Take the case of my son's little three-year-old mate, Tristen. Yes it was plain stupid. We should never have let the kids play there in the first place. We were renovating and the yard was strewn with timber and rumble. But then Tristen was the kind of kid who would find a feather and trip over it! This fateful day he found a brick. Splat on the head. Blood gushing everywhere. Much howling, panic and chaos.

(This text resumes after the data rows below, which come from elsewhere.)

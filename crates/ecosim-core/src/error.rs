//! Error type for the fallible edges of the engine (config loading).
//!
//! The tick itself never fails: cap pressure is a `bool` from
//! `create_agent` and stale targets fall back to idle.

use crate::config::ConfigIssue;

#[derive(Debug)]
pub enum SimError {
    Io(std::io::Error),
    Json(serde_json::Error),
    InvalidConfig(Vec<ConfigIssue>),
}

impl From<std::io::Error> for SimError {
    fn from(e: std::io::Error) -> Self {
        SimError::Io(e)
    }
}

impl From<serde_json::Error> for SimError {
    fn from(e: serde_json::Error) -> Self {
        SimError::Json(e)
    }
}

impl std::fmt::Display for SimError {
    fn fmt(&self, f: &mut std::fmt::Formatter<'_>) -> std::fmt::Result {
        match self {
            SimError::Io(e) => write!(f, "IO error: {}", e),
            SimError::Json(e) => write!(f, "Config parse error: {}", e),
            SimError::InvalidConfig(issues) => {
                write!(f, "Invalid config: ")?;
                for (i, issue) in issues.iter().enumerate() {
                    if i > 0 {
                        write!(f, "; ")?;
                    }
                    write!(f, "{}", issue)?;
                }
                Ok(())
            }
        }
    }
}

impl std::error::Error for SimError {
    fn source(&self) -> Option<&(dyn std::error::Error + 'static)> {
        match self {
            SimError::Io(e) => Some(e),
            SimError::Json(e) => Some(e),
            SimError::InvalidConfig(_) => None,
        }
    }
}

In my characteristic reaction to a crisis (especially where blood is involved) I began screaming hysterically. Quite obviously I missed my calling as a nurse. Guilt-stricken, I rushed the injured over the road to his mum who was known to be Cool, Calm and Collected (CCC). Although hugely pregnant with Number Three, she was serenely composed, pacified us both and whisked the little fella off to Casualty for stitches.
Undeterred by this mishap, some months later I invited Tristen to stay over. After agonising over what to serve my fussy toddlers I settled on fish. The instant the dish was placed before him, we watched in horror as Tristen's face swelled and turned pink, his eyes puffed, his throat constricted and he emitted the most unholy wail. Tristen was allergic and of all the foods in the culinary world, I had to choose fish!

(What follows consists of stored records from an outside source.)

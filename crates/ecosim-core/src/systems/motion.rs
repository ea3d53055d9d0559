//! Motion system - force integration, steering and arena containment

use hecs::{Entity, World};
use rand::Rng;

use crate::components::{Body, Health, Kind, Rect, Vec2};
use crate::constants::{carnivore, herbivore};

/// Integrate one tick of motion.
///
/// Velocity picks up the smoothed base force plus this tick's external
/// force and is clamped to `max_speed`. The base force then drifts toward
/// the external force, so idle movement never reverses instantly.
pub fn integrate(body: &mut Body, external: Vec2, dt: f32) {
    body.velocity += (body.base_force + external) * dt;
    body.velocity = body.velocity.clamp_length(body.max_speed);
    body.base_force += (external - body.base_force) * dt;
    body.center += body.velocity;
}

/// Point straight at `target` at `speed`, bypassing the smoothing path
pub fn steer_towards(body: &mut Body, target: Vec2, speed: f32) {
    body.max_speed = speed;
    body.velocity = (target - body.center).normalize() * speed;
}

/// Pick a new random heading at `speed`, seeding the base force at half of it
pub fn random_heading(body: &mut Body, rng: &mut impl Rng, speed: f32) {
    let dir = Vec2::from_angle_degrees(rng.gen_range(0.0..360.0));
    body.velocity = dir * speed;
    body.base_force = dir * (speed / 2.0);
}

/// Bounce off the arena edges.
///
/// Edges are checked as one chain (left, right, top, bottom), so a body past
/// two edges at once only has one axis corrected this tick.
pub fn contain(body: &mut Body, bounds: &Rect) {
    if body.left() < bounds.left() {
        body.velocity.x = body.velocity.x.abs();
        body.base_force.x = body.base_force.x.abs();
    } else if body.right() > bounds.right() {
        body.velocity.x = -body.velocity.x.abs();
        body.base_force.x = -body.base_force.x.abs();
    } else if body.top() > bounds.top() {
        body.velocity.y = -body.velocity.y.abs();
        body.base_force.y = -body.base_force.y.abs();
    } else if body.bottom() < bounds.bottom() {
        body.velocity.y = body.velocity.y.abs();
        body.base_force.y = body.base_force.y.abs();
    }
}

/// Centers of every other live agent of `kind`
pub fn neighbor_centers(world: &World, me: Entity, kind: Kind) -> Vec<Vec2> {
    world
        .query::<(&Kind, &Body, &Health)>()
        .iter()
        .filter(|(e, (k, _, health))| **k == kind && *e != me && !health.is_dead())
        .map(|(_, (_, b, _))| b.center)
        .collect()
}

/// Herbivore flocking: pull toward neighbors beyond the comfort band,
/// push away from those inside it, ignore those within it.
pub fn flocking_force(center: Vec2, idle_speed: f32, neighbors: &[Vec2]) -> Vec2 {
    let mut force = Vec2::ZERO;
    let radius = herbivore::FLOCK_RADIUS;
    let far = herbivore::FLOCK_DESIRED_DISTANCE + herbivore::FLOCK_BUFFER;
    let near = herbivore::FLOCK_DESIRED_DISTANCE - herbivore::FLOCK_BUFFER;

    for other in neighbors {
        let offset = *other - center;
        let norm2 = offset.length_squared();
        if norm2 > radius * radius || norm2 == 0.0 {
            continue;
        }
        let norm = norm2.sqrt();

        let (dir, falloff, strength, exp) = if norm > far {
            (
                offset,
                (radius - norm) / (radius - far),
                herbivore::FLOCK_ATTRACT_STRENGTH,
                herbivore::FLOCK_ATTRACT_EXP,
            )
        } else if norm < near {
            (
                -offset,
                (near - norm) / near,
                herbivore::FLOCK_REPEL_STRENGTH,
                herbivore::FLOCK_REPEL_EXP,
            )
        } else {
            continue;
        };

        let mult = falloff.powf(exp) * idle_speed * strength;
        force += dir * (mult / norm);
    }

    force
}

/// Carnivore spacing: push away from every neighbor in range, total
/// clamped to `idle_speed`.
pub fn repulsion_force(center: Vec2, idle_speed: f32, neighbors: &[Vec2]) -> Vec2 {
    let mut force = Vec2::ZERO;
    let radius = carnivore::REPEL_RADIUS;

    for other in neighbors {
        let offset = center - *other;
        let norm2 = offset.length_squared();
        if norm2 > radius * radius || norm2 == 0.0 {
            continue;
        }
        let norm = norm2.sqrt();
        let falloff = ((radius - norm) / radius).powf(carnivore::REPEL_EXP);
        let mult = falloff * idle_speed * carnivore::REPEL_STRENGTH;
        force += offset * (mult / norm);
    }

    force.clamp_length(idle_speed)
}

#[cfg(test)]
mod tests {
    use super::*;
    use crate::rng::create_rng;

    fn body_at(x: f32, y: f32) -> Body {
        let mut body = Body::from_left_top(0.0, 0.0, 10.0);
        body.center = Vec2::new(x, y);
        body
    }

    #[test]
    fn test_integrate_clamps_speed() {
        let mut body = body_at(0.0, 0.0);
        body.max_speed = 1.0;
        integrate(&mut body, Vec2::new(1000.0, 0.0), 1.0 / 60.0);
        assert!((body.velocity.length() - 1.0).abs() < 1e-5);
        assert!((body.center.x - 1.0).abs() < 1e-5);
    }

    #[test]
    fn test_base_force_smoothing() {
        let mut body = body_at(0.0, 0.0);
        let dt = 0.5;
        integrate(&mut body, Vec2::new(2.0, 0.0), dt);
        // Halfway from zero toward the external force
        assert_eq!(body.base_force, Vec2::new(1.0, 0.0));
        integrate(&mut body, Vec2::new(2.0, 0.0), dt);
        assert_eq!(body.base_force, Vec2::new(1.5, 0.0));
    }

    #[test]
    fn test_zero_force_keeps_still() {
        let mut body = body_at(5.0, 5.0);
        integrate(&mut body, Vec2::ZERO, 1.0 / 60.0);
        assert_eq!(body.center, Vec2::new(5.0, 5.0));
    }

    #[test]
    fn test_steer_towards() {
        let mut body = body_at(0.0, 0.0);
        steer_towards(&mut body, Vec2::new(0.0, 10.0), 2.0);
        assert_eq!(body.velocity, Vec2::new(0.0, 2.0));
        assert_eq!(body.max_speed, 2.0);
    }

    #[test]
    fn test_random_heading_speed() {
        let mut rng = create_rng(3);
        let mut body = body_at(0.0, 0.0);
        random_heading(&mut body, &mut rng, 0.8);
        assert!((body.velocity.length() - 0.8).abs() < 1e-5);
        assert!((body.base_force.length() - 0.4).abs() < 1e-5);
    }

    #[test]
    fn test_contain_reflects_one_axis() {
        let bounds = Rect::from_size(100.0, 100.0);
        let mut body = body_at(2.0, 98.0); // past left and top
        body.velocity = Vec2::new(-1.0, 1.0);
        body.base_force = Vec2::new(-0.5, 0.5);

        contain(&mut body, &bounds);
        assert_eq!(body.velocity, Vec2::new(1.0, 1.0));
        assert_eq!(body.base_force, Vec2::new(0.5, 0.5));

        // Still past the left edge, so the top edge waits
        contain(&mut body, &bounds);
        assert_eq!(body.velocity, Vec2::new(1.0, 1.0));
        body.center = Vec2::new(50.0, 98.0);
        contain(&mut body, &bounds);
        assert_eq!(body.velocity, Vec2::new(1.0, -1.0));
    }

    #[test]
    fn test_flocking_bands() {
        let center = Vec2::ZERO;

        // Far neighbor pulls inward
        let pull = flocking_force(center, 1.0, &[Vec2::new(250.0, 0.0)]);
        assert!(pull.x > 0.0);
        // (300 - 250) / 100 = 0.5, 0.5^0.75 * 2
        assert!((pull.x - 0.5f32.powf(0.75) * 2.0).abs() < 1e-4);

        // Neighbor in the comfort band is ignored
        assert_eq!(flocking_force(center, 1.0, &[Vec2::new(150.0, 0.0)]), Vec2::ZERO);

        // Close neighbor pushes away
        let push = flocking_force(center, 1.0, &[Vec2::new(0.0, 36.0)]);
        assert!(push.y < 0.0);
        assert!((push.y + 0.64f32.sqrt() * 5.0).abs() < 1e-4);

        // Out of range and coincident neighbors contribute nothing
        assert_eq!(flocking_force(center, 1.0, &[Vec2::new(301.0, 0.0), center]), Vec2::ZERO);
    }

    #[test]
    fn test_neighbor_centers_skip_dead() {
        let mut world = World::new();
        let me = world.spawn((Kind::Carnivore, body_at(0.0, 0.0), Health::new(50.0, 0.0)));
        world.spawn((Kind::Carnivore, body_at(10.0, 0.0), Health::new(0.0, 0.0)));
        world.spawn((Kind::Carnivore, body_at(20.0, 0.0), Health::new(40.0, 0.0)));
        world.spawn((Kind::Herbivore, body_at(30.0, 0.0), Health::new(40.0, 0.0)));

        assert_eq!(neighbor_centers(&world, me, Kind::Carnivore), vec![Vec2::new(20.0, 0.0)]);
    }

    #[test]
    fn test_repulsion_clamped() {
        let center = Vec2::ZERO;
        let crowd = vec![Vec2::new(1.0, 0.0); 10];
        let force = repulsion_force(center, 0.5, &crowd);
        assert!(force.x < 0.0);
        assert!((force.length() - 0.5).abs() < 1e-5);

        assert_eq!(repulsion_force(center, 0.5, &[Vec2::new(400.0, 0.0)]), Vec2::ZERO);
    }
}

Then there were the Rambo Brothers; tough little dudes in black t-shirts with spiked hair and faces a mass of freckles. The youngest Rambo had met with misfortune and split open his forehead the previous week. The stitches had been removed that very morning. I volunteered to take the gang to the park. Well of course they would be careful as boys always are!
Whack in the head with a swing. Cut opens. Copious blood. Much howling, panic and chaos. Rush home to CCC Mum who philosophically declares the stitches were taken out too soon anyway.
Out of luck with boys, we opted for a sedate Sunday picnic with our well-behaved twin nieces. Usually a health food fanatic, this day I relented and magnanimously shouted chips, coke and ice-cream. I wish the shyest little girl had shouted before she vomited in the new Volvo. Inspired by her sister, the other joined in just as we pulled up outside their home.
It was a fine piece of timing as CCC Mum quickly came to the rescue with bucket and dishcloth while I fled retching and shrieking in the other direction.
With my track record I hardly qualify to give advice however as popular wisdom states, we learn best from our mistakes. With that in mind I offer the following tips to all eager novice minders.
You are entering dangerous territory. Never underestimate an OPK's ability to sustain injuries by splitting his/her head, breaking an arm or getting attacked by sand flies, mosquitoes or cane toads. OPKs are prone to vomit without warning and possess strange medical conditions like allergies and inexplicable loss of speech when he/she wants a wee-wee. They tend to blubber incessantly at 3 am "I want my mummy".
Therefore never be complacent about safety precautions. Here are the rules…
Allow OPKs to play only in padded rooms.
Dress OPKs in protective suits and helmets.
Attach a monitor to OPKs which bleeps when vomitting is pending.
Never feed OPKs.
Never let OPKs stay overnight.
However, if you relent on the sleep-over, demand a complete medical history and legal disclaimer for offloading parents.
If all this sounds daunting, do as I do. I have given up minding OPKs. I leave the job to Mums certified Triple C.